THE MATCH FACTORY GIRL (TULITIKKUTEHAAN TYTTO)
Between Ariel and the final film in Kaurismaki's Proletariat Trilogy, The Match Factory Girl, Kaurismaki actually made a movie that featured Jarmusch in a cameo and that really put him on the arthouse map, Leningrad Cowboys Go America. He went back to the plight of the working class to close out his thematic trilogy with the pitch-black The Match Factory Girl, starring regular collaborator (and also star of Shadows in Paradise) Kati Outinen. She's riveting as another part of the machine of this world who basically skips a gear one day and goes over the edge. Like a lot of people, she has been ignored by society. Unlike most, she's going to do something about it. Match Factory Girl is dark, fascinating cinema and represents a slight switch in the Proletariat Trilogy from looking for something greater through traditional roads like love and leaving home and taking it for yourself.

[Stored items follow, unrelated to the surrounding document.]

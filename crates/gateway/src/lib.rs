//! Queue gateway core and its QUIC RPC transport.

pub mod backend;
pub mod browse;
pub mod client;
pub mod connect;
pub mod connection;
pub mod dispatch;
pub mod memory;
pub mod server;
pub mod service;
pub mod sweeper;

/// Backend seam implemented by queue manager clients.
pub use backend::{BrowseHandle, QueueClient};
/// Browse session registry and token generation.
pub use browse::{BrowseSessionTable, DEFAULT_BROWSE_TTL, OsRandomTokens, TokenSource};
/// QUIC RPC client.
pub use client::RpcClient;
/// Connection options and the backend connector.
pub use connect::{BackendKind, ConnectionOptions, Credentials, TlsOptions, connect};
/// Request dispatcher shared by transports.
pub use dispatch::dispatch;
/// In-process queue manager.
pub use memory::{InMemoryQueueManager, ManagerStats, QueueDefinition};
/// QUIC RPC server.
pub use server::{QuicServer, QuicServerHandle, ensure_crypto_provider};
/// Gateway core.
pub use service::QueueGateway;
/// Background idle-session sweeper.
pub use sweeper::SessionSweeper;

All three films, which Criterion calls "social-realist farces", are worth seeing for any fan of international cinema. I was familiar with Kaurismaki's more recent, widely available work, but not any of these three excellent films. It's what a line like Eclipse was made for - to introduce someone to the early or unheralded work of a highly influential film artist and we can't encourage the continuation of this series strongly enough.